Well before you know it a serpent showed up and seduced Eve into eating an apple. And Eve in turn convinced Adam to take a bite. And as the story goes, they were instantly aware of their nakedness and were ashamed.
God realized what had happened and came to see them. But God wasn’t mad. God was profoundly sad. And I’ll tell you why. The reason God had wanted Eve and Adam to not eat from that tree was because it was the tree of good and evil. As soon as they ate from it, they were aware of the binary of good and evil, and they were seduced by it.
Once they were stuck on the idea that good and evil is a binary, that good and evil are complete and utter opposites, all nuance was destroyed.

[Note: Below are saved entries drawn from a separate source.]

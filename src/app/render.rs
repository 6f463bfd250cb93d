//! Boundary to the rendering collaborator

use std::collections::{HashMap, VecDeque};
use tracing::{debug, info, trace};

use crate::game::{LocalPlayerState, VisualEffect};
use crate::telemetry::{sparkline, LongRangeChart, TelemetrySample, UsageHistory};
use crate::ws::{ConnectionState, RemoteEntity};

/// Everything the scene needs to draw, pushed from the session loop
pub trait RenderSink: Send {
    /// Called every tick with the predicted local pose
    fn local_player(&mut self, player: &LocalPlayerState);

    /// Called every tick with the reconciled remote roster
    fn remote_entities(&mut self, entities: &HashMap<String, RemoteEntity>);

    /// Called every tick with live attack effects, oldest first
    fn effects(&mut self, effects: &VecDeque<VisualEffect>);

    /// Called after each telemetry sample lands in the buffers
    fn telemetry(&mut self, history: &UsageHistory, latest: &TelemetrySample);

    /// Called when the long-range view gets data, or `None` when it closes
    fn history_chart(&mut self, chart: Option<&LongRangeChart>);

    fn connection(&mut self, _state: ConnectionState) {}
}

/// Headless sink that writes the scene state to the log
#[derive(Debug, Default)]
pub struct LogSink {
    remote_count: usize,
}

impl RenderSink for LogSink {
    fn local_player(&mut self, player: &LocalPlayerState) {
        if player.moving {
            trace!(
                x = player.position.x,
                z = player.position.z,
                facing = player.facing,
                "Local pose"
            );
        }
    }

    fn remote_entities(&mut self, entities: &HashMap<String, RemoteEntity>) {
        if entities.len() != self.remote_count {
            self.remote_count = entities.len();
            debug!(count = self.remote_count, "Remote players");
        }
    }

    fn effects(&mut self, effects: &VecDeque<VisualEffect>) {
        if !effects.is_empty() {
            trace!(count = effects.len(), "Attack effects");
        }
    }

    fn telemetry(&mut self, history: &UsageHistory, latest: &TelemetrySample) {
        debug!(
            source = ?latest.source,
            cpu = %sparkline(history.cpu.iter()),
            mem = %sparkline(history.memory.iter()),
            gpu = %sparkline(history.gpu.iter()),
            "Telemetry"
        );
    }

    fn history_chart(&mut self, chart: Option<&LongRangeChart>) {
        match chart {
            Some(chart) => info!(
                columns = chart.points().len(),
                span_secs = chart.span().map(|span| span.num_seconds()).unwrap_or(0),
                "Long-range chart ready"
            ),
            None => debug!("Long-range chart closed"),
        }
    }

    fn connection(&mut self, state: ConnectionState) {
        info!(?state, "Authority connection");
    }
}
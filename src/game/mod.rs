//! Client-side game state: local prediction, reconciliation, combat feedback

pub mod combat;
pub mod controller;
pub mod reconciler;

pub use combat::{CombatResolver, VisualEffect};
pub use controller::{Direction, Key, LocalPlayerController};
pub use reconciler::{ReconcileReport, RemoteStateReconciler};

use std::time::Duration;

use crate::ws::protocol::{ClientMsg, Vec3};

/// Id held until the authority assigns one
pub const UNREGISTERED_ID: &str = "local";

/// Half-extent of the square play area on both horizontal axes
pub const WORLD_BOUND: f32 = 150.0;

/// Minimum spacing between two attack intents from one controller
pub const ATTACK_DEBOUNCE: Duration = Duration::from_millis(500);

/// Targets must be strictly closer than this to be hit
pub const AGGRO_RADIUS: f32 = 5.0;

/// Lifetime of a local attack effect
pub const EFFECT_LIFETIME: Duration = Duration::from_millis(300);

/// Maximum number of attack effects kept at once
pub const MAX_EFFECTS: usize = 20;

pub const MAX_HEALTH: f32 = 100.0;

/// The locally controlled player.
///
/// Locomotion is owned by the client; vitals are owned by the authority.
#[derive(Debug, Clone, PartialEq)]
pub struct LocalPlayerState {
    pub id: String,
    pub position: Vec3,
    /// Yaw in radians, z-forward
    pub facing: f32,
    pub moving: bool,
    /// Health (0-100)
    pub health: f32,
    pub kills: u32,
    pub deaths: u32,
}

impl LocalPlayerState {
    pub fn new() -> Self {
        Self {
            id: UNREGISTERED_ID.to_string(),
            position: Vec3::ZERO,
            facing: 0.0,
            moving: false,
            health: MAX_HEALTH,
            kills: 0,
            deaths: 0,
        }
    }

    /// True once the authority has assigned an identity
    pub fn is_registered(&self) -> bool {
        self.id != UNREGISTERED_ID
    }

    /// Current pose as an outbound move message
    pub fn move_msg(&self) -> ClientMsg {
        ClientMsg::PlayerMove {
            position: self.position,
            rotation: Vec3::yaw(self.facing),
        }
    }
}

impl Default for LocalPlayerState {
    fn default() -> Self {
        Self::new()
    }
}

/// A local request to attack, produced at most once per debounce window
#[derive(Debug, Clone, PartialEq)]
pub struct AttackIntent {
    pub actor_id: String,
    pub position: Vec3,
    pub rotation: f32,
    /// Unix milliseconds
    pub timestamp: u64,
}
//! Configuration module - environment variable parsing

use std::env;
use std::str::FromStr;
use std::time::Duration;

use crate::util::time::DEFAULT_TICK_MILLIS;

/// Client configuration loaded from environment variables
#[derive(Clone, Debug)]
pub struct Config {
    /// Log level (trace, debug, info, warn, error)
    pub log_level: String,

    /// WebSocket URL of the multiplayer authority
    pub authority_url: String,
    /// Delay before each reconnect attempt
    pub reconnect_delay: Duration,

    /// Live stats snapshot endpoint
    pub telemetry_url: String,
    /// History endpoint, if the telemetry service exposes one
    pub telemetry_history_url: Option<String>,
    /// Interval between live snapshot fetches
    pub telemetry_interval: Duration,

    /// Simulation tick length
    pub tick: Duration,
    /// Distance covered per tick per held axis
    pub move_speed: f32,
}

impl Config {
    pub const DEFAULT_RECONNECT_DELAY_MS: u64 = 3_000;
    pub const DEFAULT_TELEMETRY_INTERVAL_MS: u64 = 2_000;
    pub const DEFAULT_MOVE_SPEED: f32 = 0.15;

    /// Load configuration from environment variables
    pub fn from_env() -> Result<Self, ConfigError> {
        Ok(Self {
            log_level: env::var("LOG_LEVEL").unwrap_or_else(|_| "info".to_string()),

            authority_url: env::var("AUTHORITY_URL")
                .map_err(|_| ConfigError::Missing("AUTHORITY_URL"))?,
            reconnect_delay: Duration::from_millis(parse_or(
                "RECONNECT_DELAY_MS",
                Self::DEFAULT_RECONNECT_DELAY_MS,
            )?),

            telemetry_url: env::var("TELEMETRY_URL")
                .map_err(|_| ConfigError::Missing("TELEMETRY_URL"))?,
            telemetry_history_url: env::var("TELEMETRY_HISTORY_URL")
                .ok()
                .filter(|url| !url.trim().is_empty()),
            telemetry_interval: Duration::from_millis(parse_or(
                "TELEMETRY_INTERVAL_MS",
                Self::DEFAULT_TELEMETRY_INTERVAL_MS,
            )?),

            tick: Duration::from_millis(parse_or("TICK_MS", DEFAULT_TICK_MILLIS)?),
            move_speed: parse_or("MOVE_SPEED", Self::DEFAULT_MOVE_SPEED)?,
        })
    }

    /// Configuration with defaults for everything but the two endpoints
    pub fn with_endpoints(authority_url: impl Into<String>, telemetry_url: impl Into<String>) -> Self {
        Self {
            log_level: "info".to_string(),
            authority_url: authority_url.into(),
            reconnect_delay: Duration::from_millis(Self::DEFAULT_RECONNECT_DELAY_MS),
            telemetry_url: telemetry_url.into(),
            telemetry_history_url: None,
            telemetry_interval: Duration::from_millis(Self::DEFAULT_TELEMETRY_INTERVAL_MS),
            tick: Duration::from_millis(DEFAULT_TICK_MILLIS),
            move_speed: Self::DEFAULT_MOVE_SPEED,
        }
    }
}

/// Read an optional numeric variable, falling back to `default` when unset
fn parse_or<T: FromStr>(key: &'static str, default: T) -> Result<T, ConfigError> {
    match env::var(key) {
        Ok(raw) => raw.trim().parse().map_err(|_| ConfigError::Invalid(key)),
        Err(_) => Ok(default),
    }
}

/// Configuration errors
#[derive(Debug, thiserror::Error)]
pub enum ConfigError {
    #[error("Missing required environment variable: {0}")]
    Missing(&'static str),

    #[error("Invalid value for environment variable: {0}")]
    Invalid(&'static str),
}
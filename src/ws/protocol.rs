//! WebSocket protocol message definitions
//! These are the wire types for client-authority communication

use serde::{Deserialize, Deserializer, Serialize};

/// Position or euler rotation in world space
#[derive(Debug, Clone, Copy, Default, PartialEq, Serialize, Deserialize)]
pub struct Vec3 {
    #[serde(default)]
    pub x: f32,
    #[serde(default)]
    pub y: f32,
    #[serde(default)]
    pub z: f32,
}

impl Vec3 {
    pub const ZERO: Self = Self::new(0.0, 0.0, 0.0);

    pub const fn new(x: f32, y: f32, z: f32) -> Self {
        Self { x, y, z }
    }

    /// Euclidean distance to `other`
    pub fn distance(&self, other: &Vec3) -> f32 {
        let dx = self.x - other.x;
        let dy = self.y - other.y;
        let dz = self.z - other.z;
        (dx * dx + dy * dy + dz * dz).sqrt()
    }

    /// Euler rotation carrying only a yaw around the vertical axis
    pub const fn yaw(angle: f32) -> Self {
        Self::new(0.0, angle, 0.0)
    }
}

/// Messages sent from client to authority
#[derive(Debug, Clone, PartialEq, Serialize, Deserialize)]
#[serde(tag = "type", rename_all = "snake_case")]
pub enum ClientMsg {
    /// Locally predicted pose; facing travels in `rotation.y`
    PlayerMove { position: Vec3, rotation: Vec3 },

    /// Melee attack on a specific remote entity
    PlayerAttack {
        #[serde(rename = "targetId")]
        target_id: String,
    },
}

/// Messages sent from authority to client
#[derive(Debug, Clone, PartialEq, Serialize, Deserialize)]
#[serde(tag = "type", rename_all = "snake_case")]
pub enum ServerMsg {
    /// Identity assignment after the channel opens
    PlayerId {
        #[serde(rename = "playerId", deserialize_with = "id_from_string_or_number")]
        player_id: String,
    },

    /// Full list of entities the authority currently tracks
    PlayersUpdate {
        #[serde(default)]
        players: Vec<RemoteEntity>,
    },

    /// Any message type this client does not understand
    #[serde(other)]
    Unknown,
}

/// Authority view of one player
#[derive(Debug, Clone, PartialEq, Serialize, Deserialize)]
pub struct RemoteEntity {
    #[serde(deserialize_with = "id_from_string_or_number")]
    pub id: String,
    #[serde(default)]
    pub position: Vec3,
    /// Yaw in radians
    #[serde(default, deserialize_with = "yaw_from_number_or_euler")]
    pub rotation: f32,
    /// Health (0-100)
    #[serde(default = "full_health")]
    pub health: f32,
    #[serde(default = "alive_by_default")]
    pub alive: bool,
    #[serde(default)]
    pub kills: u32,
    #[serde(default)]
    pub deaths: u32,
}

impl RemoteEntity {
    pub fn new(id: impl Into<String>, position: Vec3) -> Self {
        Self {
            id: id.into(),
            position,
            rotation: 0.0,
            health: full_health(),
            alive: true,
            kills: 0,
            deaths: 0,
        }
    }
}

fn full_health() -> f32 {
    100.0
}

fn alive_by_default() -> bool {
    true
}

/// Authorities in the wild send ids both as strings and as integers
fn id_from_string_or_number<'de, D>(deserializer: D) -> Result<String, D::Error>
where
    D: Deserializer<'de>,
{
    #[derive(Deserialize)]
    #[serde(untagged)]
    enum RawId {
        Text(String),
        Number(serde_json::Number),
    }

    Ok(match RawId::deserialize(deserializer)? {
        RawId::Text(s) => s,
        RawId::Number(n) => n.to_string(),
    })
}

/// Rotation may be a bare yaw or a full `{x,y,z}` euler; keep the yaw
fn yaw_from_number_or_euler<'de, D>(deserializer: D) -> Result<f32, D::Error>
where
    D: Deserializer<'de>,
{
    #[derive(Deserialize)]
    #[serde(untagged)]
    enum RawRotation {
        Yaw(f32),
        Euler(Vec3),
    }

    Ok(match RawRotation::deserialize(deserializer)? {
        RawRotation::Yaw(yaw) => yaw,
        RawRotation::Euler(euler) => euler.y,
    })
}

#[cfg(test)]
mod tests {
    use super::*;
    use serde_json::json;

    #[test]
    fn outbound_messages_use_authority_field_names() {
        let attack = ClientMsg::PlayerAttack {
            target_id: "p7".to_string(),
        };
        assert_eq!(
            serde_json::to_value(&attack).unwrap(),
            json!({"type": "player_attack", "targetId": "p7"})
        );

        let mv = ClientMsg::PlayerMove {
            position: Vec3::new(1.0, 0.0, -2.0),
            rotation: Vec3::yaw(0.5),
        };
        assert_eq!(
            serde_json::to_value(&mv).unwrap(),
            json!({
                "type": "player_move",
                "position": {"x": 1.0, "y": 0.0, "z": -2.0},
                "rotation": {"x": 0.0, "y": 0.5, "z": 0.0}
            })
        );
    }

    #[test]
    fn player_id_accepts_numbers() {
        let msg: ServerMsg = serde_json::from_str(r#"{"type":"player_id","playerId":42}"#).unwrap();
        assert_eq!(
            msg,
            ServerMsg::PlayerId {
                player_id: "42".to_string()
            }
        );
    }

    #[test]
    fn players_update_fills_defaults_and_reads_euler_rotation() {
        let raw = r#"{
            "type": "players_update",
            "players": [
                {"id": "a", "position": {"x": 1, "y": 0, "z": 2}, "rotation": {"x": 0, "y": 1.25, "z": 0}, "health": 40, "alive": true, "kills": 2, "deaths": 1},
                {"id": "b", "rotation": 0.5}
            ]
        }"#;

        let ServerMsg::PlayersUpdate { players } = serde_json::from_str(raw).unwrap() else {
            panic!("expected players_update");
        };

        assert_eq!(players.len(), 2);
        assert_eq!(players[0].rotation, 1.25);
        assert_eq!(players[0].health, 40.0);
        assert_eq!(players[0].kills, 2);
        assert_eq!(players[1].rotation, 0.5);
        assert_eq!(players[1].health, 100.0);
        assert!(players[1].alive);
        assert_eq!(players[1].position, Vec3::ZERO);
    }

    #[test]
    fn unknown_types_do_not_fail_parsing() {
        let msg: ServerMsg = serde_json::from_str(r#"{"type":"chat","text":"hi"}"#).unwrap();
        assert_eq!(msg, ServerMsg::Unknown);
    }

    #[test]
    fn distance_is_euclidean() {
        let a = Vec3::new(0.0, 0.0, 0.0);
        let b = Vec3::new(3.0, 0.0, 4.0);
        assert_eq!(a.distance(&b), 5.0);
    }
}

All things had to be either good or evil, with no overlap, no other options, no complexity. This, according to Kate Bornstein, was our fall from grace. Our fall was believing that good and evil is a binary, that good and evil are fundamental opposites.
Before this fall from grace, Eve and Adam were openhearted, curious, joy filled, exploring the world and marveling at its complexity and beauty. After the fall, they were fearful, shame filled, closed hearted; the world lost its vibrancy and color.
Because of our fall from grace, because we got seduced by the binary of good and evil, we humans came to believe that everything can be categorized as good or evil, as right or wrong, and ultimately, at the heart of our infatuation with good and evil, we came to believe that we can use this system to know what is safe and what is unsafe.
And so we set out to categorize everything into these binary systems. Light and dark, warm and cold, day and night, life and death. And then we tied all of these mutually exclusive sets of opposites back to that big one: good and evil. We decided that light is good, right, safe, and dark is evil, wrong, unsafe. Warm is good, right, safe, and cold is evil, wrong, unsafe.
But we didn’t stop there. We are so stuck on the idea that binary opposites help us determine what is safe and what is not that we started dividing humanity into binaries too. Civilized and uncivilized, Christian and heathen, rich and poor, white and black, able and disabled, male and female, straight and gay. In each case, and these are just a few, one so-called opposite is considered good and right and safe and normal, and the other is considered wrong, evil, unsafe, even subhuman.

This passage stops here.